● **What this task involves**
Scan the listing and work out how many lines contain the word "last". Nothing but the number should be given.

================

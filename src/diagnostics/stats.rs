use parking_lot::Mutex;
use serde::Serialize;
use std::collections::VecDeque;
use std::time::{Duration, Instant};

use crate::stream::frame::{monotonic_ns, SharedFrame};
use crate::stream::hub::{FrameSink, SinkError};

/// Width of the sliding window used for the frame rate.
pub const FPS_WINDOW: Duration = Duration::from_secs(1);

/// Collects throughput statistics for a frame stream.
pub struct FrameStats {
    frame_count: u64,
    total_bytes: u64,
    start_time: Instant,
    /// Arrival times inside the current window, oldest first.
    arrivals: VecDeque<Instant>,
    window: Duration,
    latency_ns: u64,
}

/// Snapshot of frame statistics for serialisation.
#[derive(Debug, Clone, PartialEq, Serialize)]
#[serde(rename_all = "camelCase")]
pub struct StatsSnapshot {
    pub fps: f64,
    pub frame_count: u64,
    pub bandwidth_bps: u64,
    pub latency_ms: f64,
}

impl FrameStats {
    pub fn new() -> Self {
        Self::with_window(FPS_WINDOW)
    }

    pub fn with_window(window: Duration) -> Self {
        Self {
            frame_count: 0,
            total_bytes: 0,
            start_time: Instant::now(),
            arrivals: VecDeque::new(),
            window,
            latency_ns: 0,
        }
    }

    /// Record a delivered frame of `bytes` captured at `captured_at_ns`
    /// on the process monotonic clock.
    pub fn record_frame(&mut self, bytes: usize, captured_at_ns: u64) {
        self.record_frame_at(bytes, captured_at_ns, Instant::now(), monotonic_ns());
    }

    fn record_frame_at(&mut self, bytes: usize, captured_at_ns: u64, now: Instant, now_ns: u64) {
        self.frame_count += 1;
        self.total_bytes += bytes as u64;
        self.latency_ns = now_ns.saturating_sub(captured_at_ns);

        self.arrivals.push_back(now);
        while let Some(&oldest) = self.arrivals.front() {
            if now.duration_since(oldest) > self.window {
                self.arrivals.pop_front();
            } else {
                break;
            }
        }
    }

    pub fn frame_count(&self) -> u64 {
        self.frame_count
    }

    /// Frames per second over the sliding window.
    ///
    /// Until a full window has elapsed the rate is frames over elapsed time.
    pub fn fps(&self) -> f64 {
        self.fps_at(Instant::now())
    }

    fn fps_at(&self, now: Instant) -> f64 {
        let elapsed = now.duration_since(self.start_time);
        if elapsed < self.window {
            let secs = elapsed.as_secs_f64();
            if secs < 0.001 {
                return 0.0;
            }
            return self.frame_count as f64 / secs;
        }
        let recent = self
            .arrivals
            .iter()
            .filter(|&&t| now.duration_since(t) <= self.window)
            .count();
        recent as f64 / self.window.as_secs_f64()
    }

    /// Latest capture-to-delivery latency in milliseconds.
    pub fn latency_ms(&self) -> f64 {
        self.latency_ns as f64 / 1_000_000.0
    }

    /// Average bandwidth in bytes per second since start or last reset.
    pub fn bandwidth_bps(&self) -> u64 {
        let elapsed = self.start_time.elapsed().as_secs_f64();
        if elapsed < 0.001 {
            return 0;
        }
        (self.total_bytes as f64 / elapsed) as u64
    }

    /// Reset all counters.
    pub fn reset(&mut self) {
        *self = Self::with_window(self.window);
    }

    pub fn snapshot(&self) -> StatsSnapshot {
        StatsSnapshot {
            fps: self.fps(),
            frame_count: self.frame_count,
            bandwidth_bps: self.bandwidth_bps(),
            latency_ms: self.latency_ms(),
        }
    }
}

impl Default for FrameStats {
    fn default() -> Self {
        Self::new()
    }
}

/// Frame-rate counter that sits on a hub like any other consumer.
pub struct FpsCounter {
    label: String,
    stats: Mutex<FrameStats>,
}

impl FpsCounter {
    pub fn new(label: impl Into<String>) -> Self {
        Self {
            label: label.into(),
            stats: Mutex::new(FrameStats::new()),
        }
    }

    pub fn fps(&self) -> f64 {
        self.stats.lock().fps()
    }

    pub fn frame_count(&self) -> u64 {
        self.stats.lock().frame_count()
    }

    pub fn snapshot(&self) -> StatsSnapshot {
        self.stats.lock().snapshot()
    }

    pub fn reset(&self) {
        self.stats.lock().reset();
    }
}

impl FrameSink for FpsCounter {
    fn deliver(&self, frame: &SharedFrame) -> Result<(), SinkError> {
        self.stats.lock().record_frame(frame.len(), frame.captured_at_ns);
        Ok(())
    }

    fn label(&self) -> &str {
        &self.label
    }
}

#[cfg(test)]
mod tests {
    use super::*;
    use crate::stream::frame::FrameEnvelope;
    use std::sync::Arc;
    use std::thread;

    #[test]
    fn initialises_with_zero_values() {
        let stats = FrameStats::new();
        assert_eq!(stats.frame_count(), 0);
        assert_eq!(stats.total_bytes, 0);
        assert_eq!(stats.latency_ms(), 0.0);
    }

    #[test]
    fn record_frame_increments_frame_count() {
        let mut stats = FrameStats::new();
        stats.record_frame(1000, monotonic_ns());
        stats.record_frame(1000, monotonic_ns());
        assert_eq!(stats.frame_count(), 2);
        assert_eq!(stats.total_bytes, 2000);
    }

    #[test]
    fn fps_during_first_window_uses_elapsed_time() {
        let mut stats = FrameStats::new();
        for _ in 0..30 {
            stats.record_frame(1000, 0);
        }
        thread::sleep(Duration::from_millis(100));
        let fps = stats.fps();
        assert!(fps > 0.0, "fps should be positive, got {fps}");
    }

    #[test]
    fn fps_after_first_window_counts_recent_arrivals_only() {
        let window = Duration::from_secs(1);
        let mut stats = FrameStats::with_window(window);
        let start = stats.start_time;

        // 10 frames early on, then 5 frames in the last second.
        for i in 0..10 {
            stats.record_frame_at(10, 0, start + Duration::from_millis(i * 10), 0);
        }
        for i in 0..5 {
            stats.record_frame_at(10, 0, start + Duration::from_millis(2_000 + i * 100), 0);
        }

        let fps = stats.fps_at(start + Duration::from_millis(2_500));
        assert_eq!(fps, 5.0);
        assert_eq!(stats.arrivals.len(), 5);
    }

    #[test]
    fn fps_drops_to_zero_when_frames_stop() {
        let mut stats = FrameStats::with_window(Duration::from_secs(1));
        let start = stats.start_time;
        stats.record_frame_at(10, 0, start + Duration::from_millis(100), 0);
        assert_eq!(stats.fps_at(start + Duration::from_secs(5)), 0.0);
    }

    #[test]
    fn latency_is_capture_to_delivery_time() {
        let mut stats = FrameStats::new();
        stats.record_frame_at(10, 1_000_000, Instant::now(), 3_500_000);
        assert_eq!(stats.latency_ms(), 2.5);
    }

    #[test]
    fn latency_clamps_future_timestamps_to_zero() {
        let mut stats = FrameStats::new();
        stats.record_frame_at(10, 5_000, Instant::now(), 1_000);
        assert_eq!(stats.latency_ms(), 0.0);
    }

    #[test]
    fn bandwidth_bps_tracks_bytes() {
        let mut stats = FrameStats::new();
        stats.record_frame(10_000, 0);
        thread::sleep(Duration::from_millis(50));
        let bps = stats.bandwidth_bps();
        assert!(bps > 0, "bandwidth should be positive, got {bps}");
    }

    #[test]
    fn reset_clears_all_counters() {
        let mut stats = FrameStats::new();
        stats.record_frame(1000, 0);
        stats.reset();
        assert_eq!(stats.frame_count(), 0);
        assert_eq!(stats.total_bytes, 0);
        assert!(stats.arrivals.is_empty());
    }

    #[test]
    fn snapshot_serialises_to_camelcase() {
        let mut stats = FrameStats::new();
        stats.record_frame(5000, 0);
        let json = serde_json::to_value(stats.snapshot()).unwrap();
        assert!(json["fps"].is_number());
        assert_eq!(json["frameCount"], 1);
        assert!(json["bandwidthBps"].is_number());
        assert!(json["latencyMs"].is_number());
    }

    #[test]
    fn fps_counter_records_delivered_frames() {
        let counter = FpsCounter::new("fps");
        let frame = Arc::new(FrameEnvelope {
            data: vec![0; 12],
            width: 2,
            height: 2,
            channels: 3,
            captured_at_ns: monotonic_ns(),
        });
        for _ in 0..3 {
            counter.deliver(&frame).unwrap();
        }
        assert_eq!(counter.frame_count(), 3);
        assert_eq!(counter.snapshot().frame_count, 3);
        assert_eq!(counter.label(), "fps");

        counter.reset();
        assert_eq!(counter.frame_count(), 0);
    }
}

================

● **Exercise solution**
2